Una sociedad débil institucionalmente, llámese Lucània o Venezuela, genera tanta falta de cooperación entre los ciudadanos para fines comunes como autoritarismo y corrupción en el uso del poder político. Sin reglas y mecanismos para asegurar la vigencia de las instituciones, tanto para contener el poder bruto del Estado como las interacciones de los individuos, la libertad muere y la miseria prospera. Las élites venezolanas, ya sea por su incompetencia en crear instituciones libres o su deseo de crear instituciones políticas y económicas extractivas que les beneficiaran exclusivamente, creyeron que el ciudadano promedio era un tarado culturalmente. Y si la ciudadanía era tarada tanto para ejercer su libertad en lo político, económico y social, era necesario imponer un uso autoritario del poder político para evitar que la sociedad se desintegrara.

Pero el verdadero origen de la corrupción no es la condición cultural de una ciudadanía ni la honestidad personal de sus gobernantes, sino que por medio de la libertad protegida por instituciones una sociedad será honesta, incluso si quienes están en el poder son unos delincuentes. El verdadero origen de la corrupción es el poder, sea el de un individuo o el Estado y a este se le contiene entre normas e instituciones estables. Necesitamos de la institucionalidad del Estado para regular que el poder de determinados individuos pueda ser usado para coartar la libertad de otros; pero a su vez necesitamos una institucionalidad dentro y fuera del Estado para evitar que el mismo haga desmanes sobre la libertad de todos los individuos en sociedad, no caiga en la corrupción, y facilitar la confianza y cooperación de los individuos más allá de su núcleo familiar.

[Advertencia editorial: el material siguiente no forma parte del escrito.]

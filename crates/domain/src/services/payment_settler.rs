//! Asynchronous settlement of pending payments against a payment provider.

use std::sync::Arc;
use std::time::Duration;

use tracing::warn;

use crate::models::{simulated_provider_response, PaymentStatus};

use super::store::RideStore;

/// A payment provider capable of charging a previously created payment.
///
/// A single method, returning the provider's raw response, is enough for the
/// baseline settlement flow; failure injection (transitioning to `Failed`)
/// is left to a future provider implementation.
#[async_trait::async_trait]
pub trait PaymentProvider: Send + Sync {
    async fn charge(&self, payment_id: i64) -> serde_json::Value;
}

/// Stub provider standing in for a real payment gateway integration.
pub struct SimulatedPaymentProvider;

#[async_trait::async_trait]
impl PaymentProvider for SimulatedPaymentProvider {
    async fn charge(&self, payment_id: i64) -> serde_json::Value {
        simulated_provider_response(payment_id)
    }
}

/// Schedules single-shot, delayed settlement of a payment.
pub struct PaymentSettler {
    store: Arc<dyn RideStore>,
    provider: Arc<dyn PaymentProvider>,
    delay: Duration,
}

impl PaymentSettler {
    pub fn new(store: Arc<dyn RideStore>, provider: Arc<dyn PaymentProvider>, delay: Duration) -> Self {
        Self {
            store,
            provider,
            delay,
        }
    }

    /// Spawns a background task that settles `payment_id` after the
    /// configured delay. Settlement is at-least-once: the store guards the
    /// update with `WHERE status = 'pending'`, so re-running this for an
    /// already-settled payment is a harmless no-op.
    pub fn enqueue(self: &Arc<Self>, payment_id: i64) {
        let settler = Arc::clone(self);
        tokio::spawn(async move {
            tokio::time::sleep(settler.delay).await;
            let response = settler.provider.charge(payment_id).await;
            if let Err(err) = settler
                .store
                .settle_payment(payment_id, PaymentStatus::Success, response)
                .await
            {
                warn!(payment_id, error = %err, "payment settlement failed");
            }
        });
    }
}
//! Domain models for the ride coordination core.

pub mod assignment;
pub mod driver;
pub mod geo;
pub mod idempotency;
pub mod payment;
pub mod ride;
pub mod trip;

pub use assignment::{Assignment, AssignmentActionRequest, AssignmentStatus, AssignmentSummary};
pub use driver::{Driver, DriverPosition, LocationUpdateRequest};
pub use geo::{haversine_km, Coordinate, EARTH_RADIUS_KM};
pub use idempotency::IdempotencyRecord;
pub use payment::{
    simulated_provider_response, Payment, PaymentStatus, Receipt, TriggerPaymentRequest,
};
pub use ride::{CreateRideRequest, Ride, RideOut, RideStatus};
pub use trip::{compute_fare, EndTripRequest, EndTripResponse, Trip, TripStatus};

Lograr la libertad es un proceso; hay que recorrer un largo camino en el pasillo antes de que la violencia se controle, las leyes se escriban y se impongan, y los Estados empiecen a proporcionar servicios a sus ciudadanos. Es un proceso, porque el Estado y sus élites deben aprender a vivir con las cadenas que les impone la sociedad y diferentes sectores de la sociedad tienen que aprender a trabajar juntos a pesar de sus diferencias”. (Acemoglu y Robinson, 2019, “El pasillo estrecho”, Pág. 12).

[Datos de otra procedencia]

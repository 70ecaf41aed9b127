//! Façade composing Matcher + AssignmentManager + Store into the
//! `create_ride` use case.

use std::sync::Arc;

use crate::error::DomainError;
use crate::models::{CreateRideRequest, RideOut, RideStatus};

use super::assignment_manager::AssignmentManager;
use super::matcher::Matcher;
use super::store::{IdempotencyClaim, NewRide, RideStore};

pub struct RideOrchestrator {
    store: Arc<dyn RideStore>,
    matcher: Arc<Matcher>,
    assignment_manager: Arc<AssignmentManager>,
    match_radius_km: f64,
}

impl RideOrchestrator {
    pub fn new(
        store: Arc<dyn RideStore>,
        matcher: Arc<Matcher>,
        assignment_manager: Arc<AssignmentManager>,
        match_radius_km: f64,
    ) -> Self {
        Self {
            store,
            matcher,
            assignment_manager,
            match_radius_km,
        }
    }

    /// Creates a ride, matches it to the nearest eligible driver, and offers
    /// it if one was found. `idempotency_key`, when present, makes repeated
    /// calls with the same key return the first call's response unchanged.
    pub async fn create_ride(
        &self,
        request: CreateRideRequest,
        idempotency_key: Option<&str>,
    ) -> Result<RideOut, DomainError> {
        if let Some(key) = idempotency_key {
            if let IdempotencyClaim::Cached(cached) = self.store.claim_idempotency_key(key).await? {
                return serde_json::from_value(cached)
                    .map_err(|e| DomainError::Conflict(format!("cached response unreadable: {e}")));
            }
        }

        let ride = self
            .store
            .insert_ride(NewRide {
                rider_id: request.rider_id,
                pickup: request.pickup,
                destination: request.destination,
                tier: request.tier,
                payment_method: request.payment_method,
            })
            .await?;

        let final_status = match self
            .matcher
            .find_nearest(ride.pickup, self.match_radius_km)
            .await
        {
            Some(driver_id) => match self.assignment_manager.offer(ride.id, driver_id).await {
                Ok(_assignment) => RideStatus::Assigned,
                Err(_) => {
                    self.store.update_ride_status(ride.id, RideStatus::NoDriver).await?;
                    RideStatus::NoDriver
                }
            },
            None => {
                self.store.update_ride_status(ride.id, RideStatus::NoDriver).await?;
                RideStatus::NoDriver
            }
        };

        let ride_out = RideOut {
            id: ride.id,
            status: final_status,
            pickup: ride.pickup,
            destination: ride.destination,
            assignment: None,
        };

        if let Some(key) = idempotency_key {
            let value = serde_json::to_value(&ride_out)
                .map_err(|e| DomainError::Conflict(format!("response not serializable: {e}")))?;
            self.store.store_idempotency_response(key, value).await?;
        }

        Ok(ride_out)
    }
}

En la mayoría de lugares y en la mayoría de casos, los fuertes han dominado a los débiles y la libertad humana ha sido anulada por la fuerza o por las costumbres y normas. O los estados han sido demasiado débiles para proteger a los individuos de estas amenazas, o los estados han sido demasiado fuertes para que las personas se protejan contra el despotismo. Únicamente cuando se logra un equilibrio delicado y precario entre el Estado y la sociedad, logra emerger la libertad” (Acemoglu y Robinson, 2019, Pág. 5).

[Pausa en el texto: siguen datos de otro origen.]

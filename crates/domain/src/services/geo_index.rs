//! In-memory index of live driver positions.
//!
//! Backed by `dashmap` rather than an external store: a single service
//! process owns the whole index, so there is no need for the network hop
//! (and associated failure mode) the original implementation paid for by
//! keeping driver positions in Redis behind a dedicated discovery service.

use chrono::{DateTime, Duration, Utc};
use dashmap::{DashMap, DashSet};

use crate::error::DomainError;
use crate::models::{haversine_km, Coordinate, DriverPosition};

pub type DriverId = i64;

/// Registry of live driver positions supporting nearest-K radius queries.
#[async_trait::async_trait]
pub trait GeoIndex: Send + Sync {
    /// Record (or refresh) a driver's position.
    async fn upsert(&self, driver_id: DriverId, position: Coordinate) -> Result<(), DomainError>;

    /// Returns the driver's position if it is still fresh; evicts it as a
    /// side effect otherwise.
    async fn get(&self, driver_id: DriverId) -> Option<Coordinate>;

    /// Returns up to `limit` drivers within `radius_km` of `center`, ordered
    /// by increasing distance then by ascending driver id.
    async fn radius(
        &self,
        center: Coordinate,
        radius_km: f64,
        limit: usize,
    ) -> Vec<(DriverId, f64)>;

    /// Unconditionally removes a driver's position.
    async fn evict(&self, driver_id: DriverId);

    /// Removes every position older than the configured max age. Returns the
    /// number of entries removed.
    async fn sweep(&self) -> usize;
}

/// Grid-bucketed, `dashmap`-backed implementation of [`GeoIndex`].
///
/// Internal bucketing is a fixed-size lat/lon grid, not the H3 cell index the
/// original service used — any scheme with no false negatives within
/// `radius_km + epsilon` satisfies the contract, and a grid needs no extra
/// crate beyond `dashmap` already pulled in for the concurrent map itself.
pub struct InMemoryGeoIndex {
    positions: DashMap<DriverId, DriverPosition>,
    buckets: DashMap<(i64, i64), DashSet<DriverId>>,
    bucket_size_km: f64,
    max_position_age: Duration,
}

const KM_PER_DEGREE_LAT: f64 = 111.0;

impl InMemoryGeoIndex {
    pub fn new(bucket_size_km: f64, max_position_age: Duration) -> Self {
        Self {
            positions: DashMap::new(),
            buckets: DashMap::new(),
            bucket_size_km,
            max_position_age,
        }
    }

    fn bucket_key(&self, c: Coordinate) -> (i64, i64) {
        let lat_cell = (c.lat * KM_PER_DEGREE_LAT / self.bucket_size_km).floor() as i64;
        let km_per_degree_lon = (KM_PER_DEGREE_LAT * c.lat.to_radians().cos()).max(1.0);
        let lon_cell = (c.lon * km_per_degree_lon / self.bucket_size_km).floor() as i64;
        (lat_cell, lon_cell)
    }

    fn remove_from_bucket(&self, key: (i64, i64), driver_id: DriverId) {
        if let Some(set) = self.buckets.get(&key) {
            set.remove(&driver_id);
        }
    }

    fn is_stale(&self, pos: &DriverPosition, now: DateTime<Utc>) -> bool {
        !pos.is_fresh(now, self.max_position_age)
    }
}

#[async_trait::async_trait]
impl GeoIndex for InMemoryGeoIndex {
    async fn upsert(&self, driver_id: DriverId, position: Coordinate) -> Result<(), DomainError> {
        let now = Utc::now();
        let new_key = self.bucket_key(position);

        if let Some(old) = self.positions.get(&driver_id) {
            let old_key = self.bucket_key(old.position);
            if old_key != new_key {
                self.remove_from_bucket(old_key, driver_id);
            }
        }

        self.buckets
            .entry(new_key)
            .or_insert_with(DashSet::new)
            .insert(driver_id);

        self.positions.insert(
            driver_id,
            DriverPosition {
                driver_id,
                position,
                updated_at: now,
            },
        );
        Ok(())
    }

    async fn get(&self, driver_id: DriverId) -> Option<Coordinate> {
        let now = Utc::now();
        let fresh = self
            .positions
            .get(&driver_id)
            .filter(|p| !self.is_stale(p, now))
            .map(|p| p.position);

        if fresh.is_none() {
            self.evict(driver_id).await;
        }
        fresh
    }

    async fn radius(
        &self,
        center: Coordinate,
        radius_km: f64,
        limit: usize,
    ) -> Vec<(DriverId, f64)> {
        let now = Utc::now();
        let cell_span = (radius_km / self.bucket_size_km).ceil() as i64 + 1;
        let (center_lat_cell, center_lon_cell) = self.bucket_key(center);

        let mut candidates: Vec<(DriverId, f64)> = Vec::new();
        for lat_cell in (center_lat_cell - cell_span)..=(center_lat_cell + cell_span) {
            for lon_cell in (center_lon_cell - cell_span)..=(center_lon_cell + cell_span) {
                let Some(bucket) = self.buckets.get(&(lat_cell, lon_cell)) else {
                    continue;
                };
                for driver_id in bucket.iter() {
                    let driver_id = *driver_id;
                    let Some(pos) = self.positions.get(&driver_id) else {
                        continue;
                    };
                    if self.is_stale(&pos, now) {
                        continue;
                    }
                    let dist = haversine_km(center, pos.position);
                    if dist <= radius_km {
                        candidates.push((driver_id, dist));
                    }
                }
            }
        }

        candidates.sort_by(|a, b| {
            a.1.partial_cmp(&b.1)
                .unwrap_or(std::cmp::Ordering::Equal)
                .then(a.0.cmp(&b.0))
        });
        candidates.dedup_by_key(|(id, _)| *id);
        candidates.truncate(limit);
        candidates
    }

    async fn evict(&self, driver_id: DriverId) {
        if let Some((_, pos)) = self.positions.remove(&driver_id) {
            let key = self.bucket_key(pos.position);
            self.remove_from_bucket(key, driver_id);
        }
    }

    async fn sweep(&self) -> usize {
        let now = Utc::now();
        let stale: Vec<DriverId> = self
            .positions
            .iter()
            .filter(|entry| self.is_stale(entry.value(), now))
            .map(|entry| *entry.key())
            .collect();

        let removed = stale.len();
        for driver_id in stale {
            self.evict(driver_id).await;
        }
        removed
    }
}

#[cfg(test)]
mod tests {
    use super::*;

    fn index() -> InMemoryGeoIndex {
        InMemoryGeoIndex::new(2.0, Duration::seconds(300))
    }

    #[tokio::test]
    async fn upsert_then_get_returns_fresh_position() {
        let idx = index();
        let pos = Coordinate::new(12.9716, 77.5946);
        idx.upsert(1, pos).await.unwrap();
        let got = idx.get(1).await.unwrap();
        assert_eq!(got.lat, pos.lat);
        assert_eq!(got.lon, pos.lon);
    }

    #[tokio::test]
    async fn get_on_unknown_driver_is_absent() {
        let idx = index();
        assert!(idx.get(999).await.is_none());
    }

    #[tokio::test]
    async fn radius_returns_nearby_drivers_ordered_by_distance() {
        let idx = index();
        let center = Coordinate::new(12.9716, 77.5946);
        idx.upsert(1, Coordinate::new(12.9716, 77.5946)).await.unwrap(); // ~0 km
        idx.upsert(2, Coordinate::new(12.975, 77.599)).await.unwrap(); // ~0.5 km
        idx.upsert(3, Coordinate::new(13.5, 78.0)).await.unwrap(); // far away

        let results = idx.radius(center, 5.0, 10).await;
        assert_eq!(results.len(), 2);
        assert_eq!(results[0].0, 1);
        assert_eq!(results[1].0, 2);
        assert!(results[0].1 < results[1].1);
    }

    #[tokio::test]
    async fn radius_respects_limit() {
        let idx = index();
        let center = Coordinate::new(0.0, 0.0);
        for i in 0..5 {
            idx.upsert(i, Coordinate::new(0.001 * i as f64, 0.0))
                .await
                .unwrap();
        }
        let results = idx.radius(center, 50.0, 2).await;
        assert_eq!(results.len(), 2);
    }

    #[tokio::test]
    async fn radius_on_empty_index_is_empty() {
        let idx = index();
        let results = idx.radius(Coordinate::new(0.0, 0.0), 5.0, 10).await;
        assert!(results.is_empty());
    }

    #[tokio::test]
    async fn evict_removes_driver_from_index_and_bucket() {
        let idx = index();
        idx.upsert(1, Coordinate::new(10.0, 10.0)).await.unwrap();
        idx.evict(1).await;
        assert!(idx.get(1).await.is_none());
        assert!(idx.radius(Coordinate::new(10.0, 10.0), 5.0, 10).await.is_empty());
    }

    #[tokio::test]
    async fn sweep_removes_stale_entries_only() {
        let idx = InMemoryGeoIndex::new(2.0, Duration::seconds(0));
        idx.upsert(1, Coordinate::new(1.0, 1.0)).await.unwrap();
        tokio::time::sleep(std::time::Duration::from_millis(5)).await;
        let removed = idx.sweep().await;
        assert_eq!(removed, 1);
        assert!(idx.get(1).await.is_none());
    }

    #[tokio::test]
    async fn upsert_moves_driver_between_buckets() {
        let idx = index();
        idx.upsert(1, Coordinate::new(0.0, 0.0)).await.unwrap();
        idx.upsert(1, Coordinate::new(10.0, 10.0)).await.unwrap();
        let near_origin = idx.radius(Coordinate::new(0.0, 0.0), 5.0, 10).await;
        assert!(near_origin.is_empty());
        let near_new = idx.radius(Coordinate::new(10.0, 10.0), 5.0, 10).await;
        assert_eq!(near_new.len(), 1);
    }
}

La democracia no es cuestión de tara cultural de sociedades o individuos, sino de instituciones eficaces y robustas que internalizan los valores de la democracia y la libertad en los ciudadanos más allá de su moral privada, creando incentivos para la cooperación entre otras personas, el ejercicio de derechos políticos y la vigilancia frente al poder. Lo contrario, son coartadas fáciles de ciertos políticos, empresarios e intelectuales, entre otros, para imponer tiranías que le sean favorables a sus perversos intereses particulares.